1

I have a requirement wherein I have to extract content inside <raw> tag. For example I need to extract abcd and efgh from this html snippet:
<html><body><raw somestuff>abcd</raw><raw somesuff>efgh</raw></body></html>

I used this code in my python
re.match(r'.*raw.*(.*)/raw.*', DATA)

But this is not returning any substring. I'm not good at regex. So a correction to this or a new solution would help me a great deal.

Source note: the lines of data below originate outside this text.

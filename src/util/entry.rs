use std::fmt;
use std::ops;

use chrono::NaiveDateTime;

/// An amount of money, in integral currency units
///
/// Ledger cells only ever accumulate whole units, so there is no
/// fractional part to carry around.
#[derive(Debug, Clone, Copy, PartialEq, Eq, PartialOrd, Ord)]
pub struct Amount(pub i64);

impl Amount {
    pub fn zero() -> Self {
        Amount(0)
    }

    pub fn nonzero(self) -> bool {
        self.0 != 0
    }
}

impl fmt::Display for Amount {
    fn fmt(&self, f: &mut fmt::Formatter<'_>) -> fmt::Result {
        write!(f, "{}", self.0)
    }
}

impl ops::AddAssign for Amount {
    fn add_assign(&mut self, other: Self) {
        self.0 += other.0;
    }
}

impl ops::Neg for Amount {
    type Output = Self;
    fn neg(self) -> Self {
        Amount(-self.0)
    }
}

/// One reconstructed or recorded transaction
///
/// This is the row format of the history logs: a wall-clock timestamp,
/// the category name, a free-text memo (possibly empty) and the amount.
#[derive(Debug, Clone, PartialEq, Eq)]
pub struct Record {
    pub timestamp: NaiveDateTime,
    pub category: String,
    pub memo: String,
    pub amount: Amount,
}

impl Record {
    pub fn new<C, M>(timestamp: NaiveDateTime, category: C, memo: M, amount: Amount) -> Self
    where
        C: ToString,
        M: ToString,
    {
        Self {
            timestamp,
            category: category.to_string(),
            memo: memo.to_string(),
            amount,
        }
    }
}

impl fmt::Display for Record {
    fn fmt(&self, f: &mut fmt::Formatter<'_>) -> fmt::Result {
        write!(f, "{} {}", self.timestamp.date(), self.category)?;
        if !self.memo.is_empty() {
            write!(f, ": {}", self.memo)?;
        }
        write!(f, ", {}", self.amount)
    }
}
//! Itemized transaction history
//!
//! The spreadsheet aggregates, the history logs enumerate. This module owns
//! the flat log format, the itemizer that rebuilds individual transactions
//! from a grid dump, and the merger that reconciles several log files into
//! one canonical history.

pub mod itemize;
pub mod log;
pub mod merge;
//! Expansion of cell formulas into enumerable addends
//!
//! The spreadsheet shows the running total of a cell, but reconciliation
//! needs the individual transactions back. Expansion rewrites a formula so
//! that every addend is one transaction:
//!
//! - parenthesized sums of plain integers fold into a single literal,
//!   remembered as parenthesis-derived;
//! - a multiplication whose count operand is a plain integer in `0..=500`
//!   unrolls into that many copies of its value operand;
//! - everything else (divisions, oversized counts) passes through verbatim.
//!
//! `expand` is a pure function over the formula text and is applied to
//! cached and live data alike.

use log::debug;

use crate::expr::parse::{self, Expr, Lit};

/// Counts above this are left as a multiplication
const MAX_REPEAT: i64 = 500;

/// Expand a formula into a `+`-joined list of addends
///
/// The leading `=` is preserved if present. Input that does not parse as an
/// arithmetic expression is returned unchanged.
pub fn expand(formula: &str) -> String {
    let (prefix, body) = split_prefix(formula);
    if body.trim().is_empty() {
        return formula.to_string();
    }
    let tree = match parse::parse(body) {
        Ok(tree) => tree,
        Err(err) => {
            debug!("formula '{}' left verbatim: {}", formula, err);
            return formula.to_string();
        }
    };
    let tree = unroll(fold_parens(tree));
    format!("{}{}", prefix, render(&tree))
}

/// Numeric value of a formula, `None` if it does not parse or divides by zero
pub fn evaluate(formula: &str) -> Option<i64> {
    let (_, body) = split_prefix(formula);
    if body.trim().is_empty() {
        return Some(0);
    }
    eval(&parse::parse(body).ok()?)
}

fn split_prefix(formula: &str) -> (&'static str, &str) {
    match formula.strip_prefix('=') {
        Some(rest) => ("=", rest),
        None => ("", formula),
    }
}

/// Collapse parenthesized sums of plain integers, innermost first
///
/// A group evaluates only when its body is `+`/`-` over literals that are
/// not themselves folded groups; a folded literal never re-folds into an
/// enclosing group. Groups that cannot fold are unwrapped (the tree already
/// encodes their precedence), except around divisions, which stay verbatim.
fn fold_parens(expr: Expr) -> Expr {
    match expr {
        Expr::Add(l, r) => Expr::add(fold_parens(*l), fold_parens(*r)),
        Expr::Sub(l, r) => Expr::sub(fold_parens(*l), fold_parens(*r)),
        Expr::Mul(l, r) => Expr::mul(fold_parens(*l), fold_parens(*r)),
        Expr::Div(l, r) => Expr::Div(l, r),
        Expr::Paren(inner) => {
            let inner = fold_parens(*inner);
            match plain_sum(&inner) {
                Some(value) => Expr::Lit(Lit::folded(value)),
                None if contains_div(&inner) => Expr::Paren(Box::new(inner)),
                None => inner,
            }
        }
        lit => lit,
    }
}

/// Value of a `+`/`-` tree over plain literals, `None` on anything else
fn plain_sum(expr: &Expr) -> Option<i64> {
    match expr {
        Expr::Lit(Lit { value, folded: false }) => Some(*value),
        Expr::Add(l, r) => plain_sum(l)?.checked_add(plain_sum(r)?),
        Expr::Sub(l, r) => plain_sum(l)?.checked_sub(plain_sum(r)?),
        _ => None,
    }
}

fn contains_div(expr: &Expr) -> bool {
    match expr {
        Expr::Div(_, _) => true,
        Expr::Lit(_) => false,
        Expr::Paren(inner) => contains_div(inner),
        Expr::Add(l, r) | Expr::Sub(l, r) | Expr::Mul(l, r) => {
            contains_div(l) || contains_div(r)
        }
    }
}

/// Rewrite multiplications as repeated additions, bottom-up
fn unroll(expr: Expr) -> Expr {
    match expr {
        Expr::Add(l, r) => Expr::add(unroll(*l), unroll(*r)),
        Expr::Sub(l, r) => Expr::sub(unroll(*l), unroll(*r)),
        Expr::Mul(l, r) => {
            let l = unroll(*l);
            let r = unroll(*r);
            // a division anywhere below refuses the whole node
            if contains_div(&l) || contains_div(&r) {
                return Expr::mul(l, r);
            }
            match pick_count(&l, &r) {
                Some((count, value)) if (0..=MAX_REPEAT).contains(&count) => {
                    repeat(value, count)
                }
                _ => Expr::mul(l, r),
            }
        }
        other => other,
    }
}

/// Choose the count and value operands of a multiplication
///
/// The parenthesis-derived side is the value when exactly one side carries
/// the tag; otherwise the literal side is the count, and between two
/// literals the left is the value and the right the count.
fn pick_count<'e>(l: &'e Expr, r: &'e Expr) -> Option<(i64, &'e Expr)> {
    let l_lit = match l {
        Expr::Lit(lit) => Some(*lit),
        _ => None,
    };
    let r_lit = match r {
        Expr::Lit(lit) => Some(*lit),
        _ => None,
    };
    let l_folded = l_lit.map(|n| n.folded).unwrap_or(false);
    let r_folded = r_lit.map(|n| n.folded).unwrap_or(false);
    if l_folded && !r_folded {
        return r_lit.map(|n| (n.value, l));
    }
    if r_folded && !l_folded {
        return l_lit.map(|n| (n.value, r));
    }
    match (l_lit, r_lit) {
        (Some(_), Some(n)) => Some((n.value, l)),
        (Some(n), None) => Some((n.value, r)),
        (None, Some(n)) => Some((n.value, l)),
        (None, None) => None,
    }
}

/// `count` copies of `value` joined by `+`; zero copies collapse to `0`
fn repeat(value: &Expr, count: i64) -> Expr {
    let mut out: Option<Expr> = None;
    for _ in 0..count {
        let part = value.clone();
        out = Some(match out {
            None => part,
            Some(acc) => Expr::add(acc, part),
        });
    }
    out.unwrap_or_else(|| Expr::lit(0))
}

/// Render back to text, without spaces
///
/// Parentheses are dropped: after folding and unrolling, the only surviving
/// groups are division-bearing ones, which render with their parentheses so
/// the text stays verbatim.
fn render(expr: &Expr) -> String {
    let mut out = String::new();
    render_into(expr, &mut out);
    out
}

fn render_into(expr: &Expr, out: &mut String) {
    match expr {
        Expr::Lit(lit) => out.push_str(&lit.value.to_string()),
        Expr::Add(l, r) => {
            render_into(l, out);
            out.push('+');
            render_into(r, out);
        }
        Expr::Sub(l, r) => {
            render_into(l, out);
            out.push('-');
            render_into(r, out);
        }
        Expr::Mul(l, r) => {
            render_into(l, out);
            out.push('*');
            render_into(r, out);
        }
        Expr::Div(l, r) => {
            render_into(l, out);
            out.push('/');
            render_into(r, out);
        }
        Expr::Paren(inner) => {
            out.push('(');
            render_into(inner, out);
            out.push(')');
        }
    }
}

/// Full arithmetic evaluation; integer division truncates
fn eval(expr: &Expr) -> Option<i64> {
    match expr {
        Expr::Lit(lit) => Some(lit.value),
        Expr::Add(l, r) => eval(l)?.checked_add(eval(r)?),
        Expr::Sub(l, r) => eval(l)?.checked_sub(eval(r)?),
        Expr::Mul(l, r) => eval(l)?.checked_mul(eval(r)?),
        Expr::Div(l, r) => eval(l)?.checked_div(eval(r)?),
        Expr::Paren(inner) => eval(inner),
    }
}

I am not supposed to use external libs (due to some restriction in my company).

Cœur
  • 37,241
  • 25
  • 195
  • 267
hantan
  • 11
  • 1
  • 2
  • 2
    for your enjoyment: http://stackoverflow.com/questions/1732348/regex-match-open-tags-except-xhtml-self-contained-tags – colinmarc Apr 28 '11 at 06:38
  • not sure how often this question has been asked? –  Apr 28 '11 at 06:54
  • 1
    "I am not supposed to use external libs (due to some restriction in my company)" That's a very, very bad idea. Your company is wasting time and money having you trying to reinvent an existing, working, correct, widely-used solution. – S.Lott Apr 28 '11 at 10:25
  • Or the company is a school, and the assignment is a homework ;) – Cyril Duchon-Doris Jan 21 '15 at 13:10

2 Answers2

5

Your company really needs to rethink their policy. Rewriting an XML parser is a complete waste of time, there are already several for Python. Some are included in the stdlib, so if you can import re you should also be allowed to import xml.etree.ElementTree or anything else listed at http://docs.python.org/library/markup.html .

You really should be using one of those. No sense duplicating all of that work.

jeffcook2150
  • 4,028
  • 4
  • 39
  • 51
0

Using non greedy matching (*?) can do this easily, at least for your example.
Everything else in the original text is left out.